Entries taken from a collection:
^^^^

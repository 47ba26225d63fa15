mod activity;
mod app;
mod auth;
mod config;
mod dashboard;
mod docs;
mod error;
mod state;
mod store;
mod users;

#[tokio::main]
async fn main() -> anyhow::Result<()> {
    dotenvy::dotenv().ok();

    let env_filter = std::env::var("RUST_LOG")
        .unwrap_or_else(|_| "pulseboard=debug,axum=info,tower_http=info".to_string());
    let json_logs = std::env::var("LOG_FORMAT")
        .map(|v| v == "json")
        .unwrap_or(false);

    if json_logs {
        tracing_subscriber::fmt()
            .with_env_filter(env_filter)
            .with_target(false)
            .json()
            .init();
    } else {
        tracing_subscriber::fmt().with_env_filter(env_filter).init();
    }

    let app_state = state::AppState::init().await?;

    if let Some(store) = &app_state.pg {
        if let Err(e) = sqlx::migrate!("./migrations").run(store.pool()).await {
            tracing::warn!(error = %e, "migration failed; continuing");
        }
    }

    app::serve(app::build_app(app_state)).await
}
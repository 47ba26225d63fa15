//! Post-authorization hook: every admitted request is appended to the
//! activity log and bumps the user's session bookkeeping.

use anyhow::Context;
use axum::{
    extract::{Request, State},
    middleware::Next,
    response::Response,
};
use time::OffsetDateTime;
use tracing::{debug, warn};
use uuid::Uuid;

use crate::{auth::middleware::CurrentUser, state::AppState, store::ActivityEvent};

const SIGNIN_MARKERS: [&str; 2] = ["signin", "google-auth"];

pub fn is_signin_path(path: &str) -> bool {
    SIGNIN_MARKERS.iter().any(|m| path.contains(m))
}

/// Appends the event and updates `last_session`/`login_count`.
/// Both writes are attempted even if the first fails. An account deleted
/// since admission is skipped.
pub async fn record(state: &AppState, user_id: Uuid, path: &str) -> anyhow::Result<()> {
    if state
        .users
        .find_by_id(user_id)
        .await
        .context("look up recorded user")?
        .is_none()
    {
        debug!(%user_id, %path, "account gone; activity not recorded");
        return Ok(());
    }
    let now = OffsetDateTime::now_utc();
    let appended = state
        .activities
        .append(ActivityEvent {
            user_id,
            activity_path: path.to_string(),
            activity_at: now,
        })
        .await;
    let touched = state
        .users
        .touch_session(user_id, now, is_signin_path(path))
        .await;

    appended.context("append activity")?;
    touched.context("update session bookkeeping")?;
    debug!(%user_id, %path, "activity recorded");
    Ok(())
}

/// Anonymous requests pass through untouched. The write runs detached, so
/// the response never waits on it and its failures never reach the client.
pub async fn record_activity(State(state): State<AppState>, req: Request, next: Next) -> Response {
    if let Some(CurrentUser(user)) = req.extensions().get::<CurrentUser>() {
        let user_id = user.id;
        let path = req.uri().path().to_owned();
        let state = state.clone();
        tokio::spawn(async move {
            if let Err(e) = record(&state, user_id, &path).await {
                warn!(error = %e, %user_id, %path, "activity recording failed");
            }
        });
    }
    next.run(req).await
}
use axum::{routing::get, Json, Router};
use utoipa::{
    openapi::security::{HttpAuthScheme, HttpBuilder, SecurityScheme},
    Modify, OpenApi,
};

use crate::{
    auth::{self, dto as auth_dto},
    dashboard,
    error::EnvelopeSchema,
    state::AppState,
    users::{self, dto as users_dto},
};

#[derive(OpenApi)]
#[openapi(
    paths(
        users::handlers::signup,
        users::handlers::signin,
        users::handlers::logout,
        users::handlers::modify_profile,
        users::handlers::modify_password,
        auth::handlers::get_google_auth_url,
        auth::handlers::google_auth,
        auth::handlers::resend_email,
        auth::handlers::verify_email,
        dashboard::handlers::list_users,
        dashboard::handlers::statistics,
    ),
    components(schemas(
        EnvelopeSchema,
        users_dto::CredentialsRequest,
        users_dto::ModifyProfileRequest,
        users_dto::ModifyPasswordRequest,
        users_dto::PublicUser,
        users_dto::AuthPayload,
        auth_dto::GoogleAuthRequest,
        auth_dto::EmailRequest,
        auth_dto::TokenRequest,
        auth_dto::UrlPayload,
        auth_dto::VerifiedFlag,
        dashboard::services::Statistics,
    )),
    modifiers(&BearerAuth),
    tags(
        (name = "users", description = "Accounts and profiles"),
        (name = "auth", description = "Google sign-in and email verification"),
        (name = "dashboard", description = "Verified-only reporting"),
    )
)]
pub struct ApiDoc;

struct BearerAuth;

impl Modify for BearerAuth {
    fn modify(&self, openapi: &mut utoipa::openapi::OpenApi) {
        if let Some(components) = openapi.components.as_mut() {
            components.add_security_scheme(
                "bearer",
                SecurityScheme::Http(
                    HttpBuilder::new()
                        .scheme(HttpAuthScheme::Bearer)
                        .bearer_format("JWT")
                        .build(),
                ),
            );
        }
    }
}

/// Served under the documentation prefix, which the authorization pipeline leaves open.
pub fn docs_routes() -> Router<AppState> {
    Router::new().route(
        "/api-docs/openapi.json",
        get(|| async { Json(ApiDoc::openapi()) }),
    )
}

^^^^

- **WHAT IS BEING ASKED**: For each entry above, write out an exact copy.

- **RESPONSE TO THIS TASK**:
repository 47ba26225d63fa15
mod activity;
mod app;
mod auth;
mod config;
mod dashboard;
mod docs;
mod error;
mod state;
mod store;
mod users;

#[tokio::main]
async fn main() -> anyhow::Result<()> {
    dotenvy::dotenv().ok();

    let env_filter = std::env::var("RUST_LOG")
        .unwrap_or_else(|_| "pulseboard=debug,axum=info,tower_http=info".to_string());
    let json_logs = std::env::var("LOG_FORMAT")
        .map(|v| v == "json")
        .unwrap_or(false);

    if json_logs {
        tracing_subscriber::fmt()
            .with_env_filter(env_filter)
            .with_target(false)
            .json()
            .init();
    } else {
        tracing_subscriber::fmt().with_env_filter(env_filter).init();
    }

    let app_state = state::AppState::init().await?;

    if let Some(store) = &app_state.pg {
        if let Err(e) = sqlx::migrate!("./migrations").run(store.pool()).await {
            tracing::warn!(error = %e, "migration failed; continuing");
        }
    }

    app::serve(app::build_app(app_state)).await
}
repository 47ba26225d63fa15
//! Post-authorization hook: every admitted request is appended to the
//! activity log and bumps the user's session bookkeeping.

use anyhow::Context;
use axum::{
    extract::{Request, State},
    middleware::Next,
    response::Response,
};
use time::OffsetDateTime;
use tracing::{debug, warn};
use uuid::Uuid;

use crate::{auth::middleware::CurrentUser, state::AppState, store::ActivityEvent};

const SIGNIN_MARKERS: [&str; 2] = ["signin", "google-auth"];

pub fn is_signin_path(path: &str) -> bool {
    SIGNIN_MARKERS.iter().any(|m| path.contains(m))
}

/// Appends the event and updates `last_session`/`login_count`.
/// Both writes are attempted even if the first fails. An account deleted
/// since admission is skipped.
pub async fn record(state: &AppState, user_id: Uuid, path: &str) -> anyhow::Result<()> {
    if state
        .users
        .find_by_id(user_id)
        .await
        .context("look up recorded user")?
        .is_none()
    {
        debug!(%user_id, %path, "account gone; activity not recorded");
        return Ok(());
    }
    let now = OffsetDateTime::now_utc();
    let appended = state
        .activities
        .append(ActivityEvent {
            user_id,
            activity_path: path.to_string(),
            activity_at: now,
        })
        .await;
    let touched = state
        .users
        .touch_session(user_id, now, is_signin_path(path))
        .await;

    appended.context("append activity")?;
    touched.context("update session bookkeeping")?;
    debug!(%user_id, %path, "activity recorded");
    Ok(())
}

/// Anonymous requests pass through untouched. The write runs detached, so
/// the response never waits on it and its failures never reach the client.
pub async fn record_activity(State(state): State<AppState>, req: Request, next: Next) -> Response {
    if let Some(CurrentUser(user)) = req.extensions().get::<CurrentUser>() {
        let user_id = user.id;
        let path = req.uri().path().to_owned();
        let state = state.clone();
        tokio::spawn(async move {
            if let Err(e) = record(&state, user_id, &path).await {
                warn!(error = %e, %user_id, %path, "activity recording failed");
            }
        });
    }
    next.run(req).await
}
use axum::{routing::get, Json, Router};
use utoipa::{
    openapi::security::{HttpAuthScheme, HttpBuilder, SecurityScheme},
    Modify, OpenApi,
};

use crate::{
    auth::{self, dto as auth_dto},
    dashboard,
    error::EnvelopeSchema,
    state::AppState,
    users::{self, dto as users_dto},
};

#[derive(OpenApi)]
#[openapi(
    paths(
        users::handlers::signup,
        users::handlers::signin,
        users::handlers::logout,
        users::handlers::modify_profile,
        users::handlers::modify_password,
        auth::handlers::get_google_auth_url,
        auth::handlers::google_auth,
        auth::handlers::resend_email,
        auth::handlers::verify_email,
        dashboard::handlers::list_users,
        dashboard::handlers::statistics,
    ),
    components(schemas(
        EnvelopeSchema,
        users_dto::CredentialsRequest,
        users_dto::ModifyProfileRequest,
        users_dto::ModifyPasswordRequest,
        users_dto::PublicUser,
        users_dto::AuthPayload,
        auth_dto::GoogleAuthRequest,
        auth_dto::EmailRequest,
        auth_dto::TokenRequest,
        auth_dto::UrlPayload,
        auth_dto::VerifiedFlag,
        dashboard::services::Statistics,
    )),
    modifiers(&BearerAuth),
    tags(
        (name = "users", description = "Accounts and profiles"),
        (name = "auth", description = "Google sign-in and email verification"),
        (name = "dashboard", description = "Verified-only reporting"),
    )
)]
pub struct ApiDoc;

struct BearerAuth;

impl Modify for BearerAuth {
    fn modify(&self, openapi: &mut utoipa::openapi::OpenApi) {
        if let Some(components) = openapi.components.as_mut() {
            components.add_security_scheme(
                "bearer",
                SecurityScheme::Http(
                    HttpBuilder::new()
                        .scheme(HttpAuthScheme::Bearer)
                        .bearer_format("JWT")
                        .build(),
                ),
            );
        }
    }
}

/// Served under the documentation prefix, which the authorization pipeline leaves open.
pub fn docs_routes() -> Router<AppState> {
    Router::new().route(
        "/api-docs/openapi.json",
        get(|| async { Json(ApiDoc::openapi()) }),
    )
}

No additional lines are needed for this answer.